The senators want the courts to hear a lawsuit that seeks to require five companies (Chevron, BP, ConocoPhillips, ExxonMobil and Shell) to pay some of the costs of rising sea levels, like building seawalls, and any other costs the cities can blame on climate change and oil companies.
When U.S. District Judge William Alsup threw out the cities’ climate change lawsuits last year, he noted, “Having reaped the benefits of that historic progress, would it really be fair to now ignore our own responsibility in the use of fossil fuels and place the blame for global warming on those who supplied what we demanded?” He said it was a question properly directed to policymakers in Congress and the White House.
Judge Alsup got it. We are all to blame for climate change and we have all benefited from petroleum and oil-products that are part of the very fabric of modern life. Each of us has to find a way to reduce our carbon footprint and thereby reduce greenhouse gas emissions.
Ironically, the cities attempting to sue to get money from the oil companies are some of the largest users of oil products and other energy sources that impact our environment. Yet, they want to sue the companies for very products that they (and their citizens) depend upon to survive and to travel to work, their police and fire departments use for public safety, their elected leaders use to get to public meetings, and, in most cases, that they have invested their employees’ pension funds in.
The cities, including Oakland, who have clearly demanded their U.S. Senators apply political, legal, and media pressure to reinstate their lawsuit, are more interested in creating a public relations fight then they are in finding a real solution to the very complex issue of global warming.
The oil companies, including California’s progressive Chevron Corporation, have acknowledged that climate change is real and that human activity contributes to it. So, instead of fighting thoughtful companies like Chevron, which understand, accept, and are attempting to reduce emissions and climate change impacts, why don’t the cities work together, with oil companies, with communities, with Congress, to develop sound policies to limit climate change impacts?
The “leave it in the ground” philosophy of anti-oil zealots is preposterous. None of us could exist a day without the benefits and products produced by oil companies. The demand for gasoline and oil products will continue even under the most aggressive efforts in a low-carbon future. And demand for the use of coal will not go away soon, even as activists rob Oakland of much-needed basic jobs by opposing development of the Oakland Bulk and Oversized Terminal in West Oakland, or bullying its developers, Phil Tagami and Insight Terminal Solutions.
A constructive route forward must include global solutions like the Paris Agreement, balanced policies that ensure that long-term economic, environmental and energy security needs are met, continued innovation of new technologies and alternative forms of energy, and thoughtful policy-making that recognizes that oil and alternative forms of energy can peacefully co-exist, and will co-exist, for decades, if not centuries, to come.

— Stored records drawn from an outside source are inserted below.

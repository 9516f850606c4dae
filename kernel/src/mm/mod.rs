//! Memory Management subsystem
//!
//! Три уровня / Three layers:
//!   pmm  — Physical Memory Manager (поставщик кадров / frame supplier)
//!   vmm  — Virtual Memory Manager (4-уровневые таблицы / 4-level tables)
//!   heap — Kernel Heap (глобальный аллокатор / global allocator)

pub mod heap;
pub mod pmm;
pub mod vmm;

use core::sync::atomic::{AtomicU64, Ordering};

pub use crate::config::PAGE_SIZE;

/// Физический адрес / Physical address
#[derive(Debug, Clone, Copy, Default, PartialEq, Eq, PartialOrd, Ord, Hash)]
#[repr(transparent)]
pub struct PhysAddr(pub u64);

/// Виртуальный адрес / Virtual address
#[derive(Debug, Clone, Copy, Default, PartialEq, Eq, PartialOrd, Ord, Hash)]
#[repr(transparent)]
pub struct VirtAddr(pub u64);

impl PhysAddr {
    pub const fn new(addr: u64) -> Self { Self(addr) }
    pub const fn as_u64(self) -> u64   { self.0 }
    pub const fn is_page_aligned(self) -> bool { self.0 % PAGE_SIZE as u64 == 0 }
}

impl VirtAddr {
    pub const fn new(addr: u64) -> Self { Self(addr) }
    pub const fn as_u64(self) -> u64   { self.0 }

    pub const fn page_base(self) -> Self { Self(align_down(self.0)) }
    pub const fn page_offset(self) -> u64 { self.0 % PAGE_SIZE as u64 }

    pub const fn offset(self, bytes: u64) -> Self { Self(self.0 + bytes) }

    pub fn as_mut_ptr<T>(self) -> *mut T { self.0 as *mut T }
}

pub const fn align_down(addr: u64) -> u64 {
    addr & !(PAGE_SIZE as u64 - 1)
}

pub const fn align_up(addr: u64) -> u64 {
    align_down(addr + PAGE_SIZE as u64 - 1)
}

// ── HHDM (higher-half direct map) ───────────────────────────────────────────
//
// Limine отображает всю физическую память по смещению HHDM.
// На хосте смещение 0: «физический» адрес — это указатель хоста.
// Limine maps all physical memory at the HHDM offset.
// On the host the offset is 0: a "physical" address is a host pointer.

static HHDM_OFFSET: AtomicU64 = AtomicU64::new(0);

/// Вызывается один раз при загрузке / Called once during boot
pub fn set_hhdm_offset(offset: u64) {
    HHDM_OFFSET.store(offset, Ordering::Relaxed);
}

pub fn hhdm_offset() -> u64 {
    HHDM_OFFSET.load(Ordering::Relaxed)
}

pub fn phys_to_virt(phys: PhysAddr) -> VirtAddr {
    VirtAddr(phys.0 + hhdm_offset())
}

/// Только для адресов внутри HHDM / Only for addresses inside the HHDM
pub fn virt_to_phys(virt: VirtAddr) -> PhysAddr {
    PhysAddr(virt.0 - hhdm_offset())
}

/// Обнулить кадр через HHDM / Zero a frame through the HHDM
///
/// # Safety
/// `frame` must be a frame the caller owns and nothing else references.
pub unsafe fn zero_frame(frame: PhysAddr) {
    let ptr = phys_to_virt(frame).as_mut_ptr::<u8>();
    unsafe { core::ptr::write_bytes(ptr, 0, PAGE_SIZE) };
}

/// Внешний поставщик физических кадров (4 KiB).
/// External supplier of physical page frames (4 KiB).
///
/// Должен быть безопасен при выключенных прерываниях.
/// Must be safe to call with interrupts suppressed.
pub trait FrameSupplier {
    fn alloc_frame(&mut self) -> Option<PhysAddr>;
    fn free_frame(&mut self, frame: PhysAddr);
    /// Сколько кадров сейчас выдано / Frames currently handed out
    fn used_frames(&self) -> usize;
}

It’s time for cities like Oakland, and anti-oil extremists, to put aside their propaganda, lawsuits, and public relations campaigns, and get real. Litigation and vilification are neither an honest nor a constructive way to solve climate change issues. Climate change is a global issue requiring governmental policy decisions that cannot be made by local courts. Let’s work together to reduce global warming and save the world for future generations, rather than engage in a fight in which no one wins.

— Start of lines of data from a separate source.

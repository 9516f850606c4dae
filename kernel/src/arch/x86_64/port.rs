//! Порты ввода-вывода / I/O ports

use core::arch::asm;

/// # Safety
/// Writing to an I/O port can reconfigure hardware.
#[inline]
pub unsafe fn outb(port: u16, val: u8) {
    unsafe { asm!("out dx, al", in("dx") port, in("al") val, options(nomem, nostack, preserves_flags)) };
}

/// # Safety
/// Reading some ports has side effects.
#[inline]
pub unsafe fn inb(port: u16) -> u8 {
    let val: u8;
    unsafe { asm!("in al, dx", out("al") val, in("dx") port, options(nomem, nostack, preserves_flags)) };
    val
}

The truth in all of this, one that no one talks about, is that global warming is a function of the Earth’s total human population: its rise is due to the increase in the number of people on the planet. But here’s the catch: increases in economic wealth and education are proven factors in humanly reducing the rate of population growth. Maybe the focus should be on improving the World’s standard of living, rather than denying others the right to have a good standard of living?